Requirement: All of the data should be restated exactly as it stands.

Supplied data:
######
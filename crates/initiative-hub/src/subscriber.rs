//! One subscribed connection and its outbound queue.

use initiative_transport::ConnectionId;
use tokio::sync::mpsc;
use tokio::sync::mpsc::error::TrySendError;

/// Receiving end of a subscriber's outbound queue. The connection's writer
/// task drains it onto the socket.
pub type OutboundReceiver = mpsc::Receiver<Vec<u8>>;

/// What happened to one message offered to a subscriber.
#[derive(Debug, Clone, Copy, PartialEq, Eq)]
pub enum Delivery {
    /// Queued for the writer.
    Queued,
    /// The queue was full; the message was dropped.
    Dropped,
    /// The receiving side is gone (connection closing).
    Closed,
}

/// A connection registered with the hub.
#[derive(Debug, Clone)]
pub struct Subscriber {
    id: ConnectionId,
    uid: String,
    is_dm: bool,
    outbound: mpsc::Sender<Vec<u8>>,
}

impl Subscriber {
    /// Wraps an existing outbound sender.
    pub fn new(
        id: ConnectionId,
        uid: impl Into<String>,
        is_dm: bool,
        outbound: mpsc::Sender<Vec<u8>>,
    ) -> Self {
        Self {
            id,
            uid: uid.into(),
            is_dm,
            outbound,
        }
    }

    /// Creates a subscriber with a fresh bounded queue of `capacity`
    /// messages and returns the queue's receiving end.
    ///
    /// # Panics
    /// Panics if `capacity` is 0 (a `tokio::sync::mpsc` requirement).
    pub fn channel(
        id: ConnectionId,
        uid: impl Into<String>,
        is_dm: bool,
        capacity: usize,
    ) -> (Self, OutboundReceiver) {
        let (tx, rx) = mpsc::channel(capacity);
        (Self::new(id, uid, is_dm, tx), rx)
    }

    pub fn id(&self) -> ConnectionId {
        self.id
    }

    pub fn uid(&self) -> &str {
        &self.uid
    }

    /// Whether this is the DM's connection (sees unredacted state).
    pub fn is_dm(&self) -> bool {
        self.is_dm
    }

    /// Offers `frame` to the queue without waiting.
    pub(crate) fn offer(&self, frame: Vec<u8>) -> Delivery {
        match self.outbound.try_send(frame) {
            Ok(()) => Delivery::Queued,
            Err(TrySendError::Full(_)) => Delivery::Dropped,
            Err(TrySendError::Closed(_)) => Delivery::Closed,
        }
    }
}
//! Error types for the store layer.

use initiative_model::EntityId;

/// Errors returned by [`GroupStore`](crate::GroupStore) operations.
///
/// A failed operation never leaves a partial change behind: lookups and
/// the DM check happen before anything is mutated.
#[derive(Debug, Clone, PartialEq, Eq, thiserror::Error)]
pub enum StoreError {
    /// No group exists with this code.
    #[error("group {0} not found")]
    GroupNotFound(String),

    /// No entity with this id, or the entity is the wrong kind for the
    /// operation (e.g. damaging a player).
    #[error("entity {0} not found")]
    EntityNotFound(EntityId),

    /// The caller is not the DM of this group.
    #[error("only the DM of group {0} may do that")]
    NotAuthorized(String),
}
//! `InitiativeServer` builder and server loop.
//!
//! This is the entry point for running the tracker. It ties together all
//! the layers: transport → protocol → store → hub.

use std::sync::Arc;

use initiative_hub::Hub;
use initiative_protocol::{Codec, JsonCodec};
use initiative_store::GroupStore;
use initiative_transport::{Transport, WebSocketTransport};

use crate::handler::handle_connection;
use crate::{InitiativeError, ServerConfig};

/// Shared server state passed to each connection handler task.
///
/// Wrapped in `Arc` so it can be cheaply cloned across tasks. The store
/// and the hub each guard their own data.
pub(crate) struct ServerState<C: Codec> {
    pub(crate) store: GroupStore,
    pub(crate) hub: Hub<C>,
    pub(crate) codec: C,
    pub(crate) config: ServerConfig,
}

/// Builder for configuring and starting an initiative server.
///
/// # Example
///
/// ```rust,no_run
/// use initiative::prelude::*;
///
/// # async fn run() -> Result<(), InitiativeError> {
/// let server = InitiativeServer::builder()
///     .bind("0.0.0.0:8080")
///     .outbound_capacity(32)
///     .build()
///     .await?;
/// server.run().await
/// # }
/// ```
pub struct InitiativeServerBuilder {
    config: ServerConfig,
}

impl InitiativeServerBuilder {
    /// Creates a new builder with default settings.
    pub fn new() -> Self {
        Self {
            config: ServerConfig::default(),
        }
    }

    /// Replaces the whole configuration.
    pub fn config(mut self, config: ServerConfig) -> Self {
        self.config = config;
        self
    }

    /// Sets the address to bind the server to.
    pub fn bind(mut self, addr: &str) -> Self {
        self.config.bind_addr = addr.to_string();
        self
    }

    /// Sets the per-connection outbound queue size.
    pub fn outbound_capacity(mut self, capacity: usize) -> Self {
        self.config.outbound_capacity = capacity;
        self
    }

    /// Sets how long a new connection may take to send `join`.
    pub fn join_timeout(mut self, timeout: std::time::Duration) -> Self {
        self.config.join_timeout = timeout;
        self
    }

    /// Sets how long a connection may go without sending anything.
    /// See [`ServerConfig::idle_timeout`].
    pub fn idle_timeout(mut self, timeout: std::time::Duration) -> Self {
        self.config.idle_timeout = timeout;
        self
    }

    /// Binds the listener and builds the server.
    ///
    /// Uses `JsonCodec` and `WebSocketTransport`, which is what the
    /// browser client speaks.
    pub async fn build(self) -> Result<InitiativeServer<JsonCodec>, InitiativeError> {
        if self.config.outbound_capacity == 0 {
            return Err(InitiativeError::Config(
                "outbound capacity must be at least 1".into(),
            ));
        }

        let transport = WebSocketTransport::bind(&self.config.bind_addr).await?;

        let state = Arc::new(ServerState {
            store: GroupStore::new(),
            hub: Hub::with_codec(JsonCodec),
            codec: JsonCodec,
            config: self.config,
        });

        Ok(InitiativeServer { transport, state })
    }
}

impl Default for InitiativeServerBuilder {
    fn default() -> Self {
        Self::new()
    }
}

/// A running initiative server.
///
/// Call [`run()`](Self::run) to start accepting connections.
pub struct InitiativeServer<C: Codec> {
    transport: WebSocketTransport,
    state: Arc<ServerState<C>>,
}

impl InitiativeServer<JsonCodec> {
    /// Creates a new builder.
    pub fn builder() -> InitiativeServerBuilder {
        InitiativeServerBuilder::new()
    }
}

impl<C: Codec> InitiativeServer<C> {
    /// Returns the local address the server is bound to.
    pub fn local_addr(&self) -> std::io::Result<std::net::SocketAddr> {
        self.transport.local_addr()
    }

    /// Runs the server accept loop.
    ///
    /// Accepts incoming connections and spawns a handler task for each.
    /// Runs until the process is terminated.
    pub async fn run(mut self) -> Result<(), InitiativeError> {
        tracing::info!(
            addr = %self.state.config.bind_addr,
            outbound_capacity = self.state.config.outbound_capacity,
            "initiative server running"
        );

        loop {
            match self.transport.accept().await {
                Ok(conn) => {
                    let state = Arc::clone(&self.state);
                    tokio::spawn(async move {
                        if let Err(e) = handle_connection(conn, state).await {
                            tracing::debug!(error = %e, "connection ended with error");
                        }
                    });
                }
                Err(e) => {
                    tracing::error!(error = %e, "accept failed");
                }
            }
        }
    }
}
######
Completed task:
filename crates/initiative-hub/src/subscriber.rs
//! One subscribed connection and its outbound queue.

use initiative_transport::ConnectionId;
use tokio::sync::mpsc;
use tokio::sync::mpsc::error::TrySendError;

/// Receiving end of a subscriber's outbound queue. The connection's writer
/// task drains it onto the socket.
pub type OutboundReceiver = mpsc::Receiver<Vec<u8>>;

/// What happened to one message offered to a subscriber.
#[derive(Debug, Clone, Copy, PartialEq, Eq)]
pub enum Delivery {
    /// Queued for the writer.
    Queued,
    /// The queue was full; the message was dropped.
    Dropped,
    /// The receiving side is gone (connection closing).
    Closed,
}

/// A connection registered with the hub.
#[derive(Debug, Clone)]
pub struct Subscriber {
    id: ConnectionId,
    uid: String,
    is_dm: bool,
    outbound: mpsc::Sender<Vec<u8>>,
}

impl Subscriber {
    /// Wraps an existing outbound sender.
    pub fn new(
        id: ConnectionId,
        uid: impl Into<String>,
        is_dm: bool,
        outbound: mpsc::Sender<Vec<u8>>,
    ) -> Self {
        Self {
            id,
            uid: uid.into(),
            is_dm,
            outbound,
        }
    }

    /// Creates a subscriber with a fresh bounded queue of `capacity`
    /// messages and returns the queue's receiving end.
    ///
    /// # Panics
    /// Panics if `capacity` is 0 (a `tokio::sync::mpsc` requirement).
    pub fn channel(
        id: ConnectionId,
        uid: impl Into<String>,
        is_dm: bool,
        capacity: usize,
    ) -> (Self, OutboundReceiver) {
        let (tx, rx) = mpsc::channel(capacity);
        (Self::new(id, uid, is_dm, tx), rx)
    }

    pub fn id(&self) -> ConnectionId {
        self.id
    }

    pub fn uid(&self) -> &str {
        &self.uid
    }

    /// Whether this is the DM's connection (sees unredacted state).
    pub fn is_dm(&self) -> bool {
        self.is_dm
    }

    /// Offers `frame` to the queue without waiting.
    pub(crate) fn offer(&self, frame: Vec<u8>) -> Delivery {
        match self.outbound.try_send(frame) {
            Ok(()) => Delivery::Queued,
            Err(TrySendError::Full(_)) => Delivery::Dropped,
            Err(TrySendError::Closed(_)) => Delivery::Closed,
        }
    }
}
//! Error types for the store layer.

use initiative_model::EntityId;

/// Errors returned by [`GroupStore`](crate::GroupStore) operations.
///
/// A failed operation never leaves a partial change behind: lookups and
/// the DM check happen before anything is mutated.
#[derive(Debug, Clone, PartialEq, Eq, thiserror::Error)]
pub enum StoreError {
    /// No group exists with this code.
    #[error("group {0} not found")]
    GroupNotFound(String),

    /// No entity with this id, or the entity is the wrong kind for the
    /// operation (e.g. damaging a player).
    #[error("entity {0} not found")]
    EntityNotFound(EntityId),

    /// The caller is not the DM of this group.
    #[error("only the DM of group {0} may do that")]
    NotAuthorized(String),
}
//! `InitiativeServer` builder and server loop.
//!
//! This is the entry point for running the tracker. It ties together all
//! the layers: transport → protocol → store → hub.

use std::sync::Arc;

use initiative_hub::Hub;
use initiative_protocol::{Codec, JsonCodec};
use initiative_store::GroupStore;
use initiative_transport::{Transport, WebSocketTransport};

use crate::handler::handle_connection;
use crate::{InitiativeError, ServerConfig};

/// Shared server state passed to each connection handler task.
///
/// Wrapped in `Arc` so it can be cheaply cloned across tasks. The store
/// and the hub each guard their own data.
pub(crate) struct ServerState<C: Codec> {
    pub(crate) store: GroupStore,
    pub(crate) hub: Hub<C>,
    pub(crate) codec: C,
    pub(crate) config: ServerConfig,
}

/// Builder for configuring and starting an initiative server.
///
/// # Example
///
/// ```rust,no_run
/// use initiative::prelude::*;
///
/// # async fn run() -> Result<(), InitiativeError> {
/// let server = InitiativeServer::builder()
///     .bind("0.0.0.0:8080")
///     .outbound_capacity(32)
///     .build()
///     .await?;
/// server.run().await
/// # }
/// ```
pub struct InitiativeServerBuilder {
    config: ServerConfig,
}

impl InitiativeServerBuilder {
    /// Creates a new builder with default settings.
    pub fn new() -> Self {
        Self {
            config: ServerConfig::default(),
        }
    }

    /// Replaces the whole configuration.
    pub fn config(mut self, config: ServerConfig) -> Self {
        self.config = config;
        self
    }

    /// Sets the address to bind the server to.
    pub fn bind(mut self, addr: &str) -> Self {
        self.config.bind_addr = addr.to_string();
        self
    }

    /// Sets the per-connection outbound queue size.
    pub fn outbound_capacity(mut self, capacity: usize) -> Self {
        self.config.outbound_capacity = capacity;
        self
    }

    /// Sets how long a new connection may take to send `join`.
    pub fn join_timeout(mut self, timeout: std::time::Duration) -> Self {
        self.config.join_timeout = timeout;
        self
    }

    /// Sets how long a connection may go without sending anything.
    /// See [`ServerConfig::idle_timeout`].
    pub fn idle_timeout(mut self, timeout: std::time::Duration) -> Self {
        self.config.idle_timeout = timeout;
        self
    }

    /// Binds the listener and builds the server.
    ///
    /// Uses `JsonCodec` and `WebSocketTransport`, which is what the
    /// browser client speaks.
    pub async fn build(self) -> Result<InitiativeServer<JsonCodec>, InitiativeError> {
        if self.config.outbound_capacity == 0 {
            return Err(InitiativeError::Config(
                "outbound capacity must be at least 1".into(),
            ));
        }

        let transport = WebSocketTransport::bind(&self.config.bind_addr).await?;

        let state = Arc::new(ServerState {
            store: GroupStore::new(),
            hub: Hub::with_codec(JsonCodec),
            codec: JsonCodec,
            config: self.config,
        });

        Ok(InitiativeServer { transport, state })
    }
}

impl Default for InitiativeServerBuilder {
    fn default() -> Self {
        Self::new()
    }
}

/// A running initiative server.
///
/// Call [`run()`](Self::run) to start accepting connections.
pub struct InitiativeServer<C: Codec> {
    transport: WebSocketTransport,
    state: Arc<ServerState<C>>,
}

impl InitiativeServer<JsonCodec> {
    /// Creates a new builder.
    pub fn builder() -> InitiativeServerBuilder {
        InitiativeServerBuilder::new()
    }
}

impl<C: Codec> InitiativeServer<C> {
    /// Returns the local address the server is bound to.
    pub fn local_addr(&self) -> std::io::Result<std::net::SocketAddr> {
        self.transport.local_addr()
    }

    /// Runs the server accept loop.
    ///
    /// Accepts incoming connections and spawns a handler task for each.
    /// Runs until the process is terminated.
    pub async fn run(mut self) -> Result<(), InitiativeError> {
        tracing::info!(
            addr = %self.state.config.bind_addr,
            outbound_capacity = self.state.config.outbound_capacity,
            "initiative server running"
        );

        loop {
            match self.transport.accept().await {
                Ok(conn) => {
                    let state = Arc::clone(&self.state);
                    tokio::spawn(async move {
                        if let Err(e) = handle_connection(conn, state).await {
                            tracing::debug!(error = %e, "connection ended with error");
                        }
                    });
                }
                Err(e) => {
                    tracing::error!(error = %e, "accept failed");
                }
            }
        }
    }
}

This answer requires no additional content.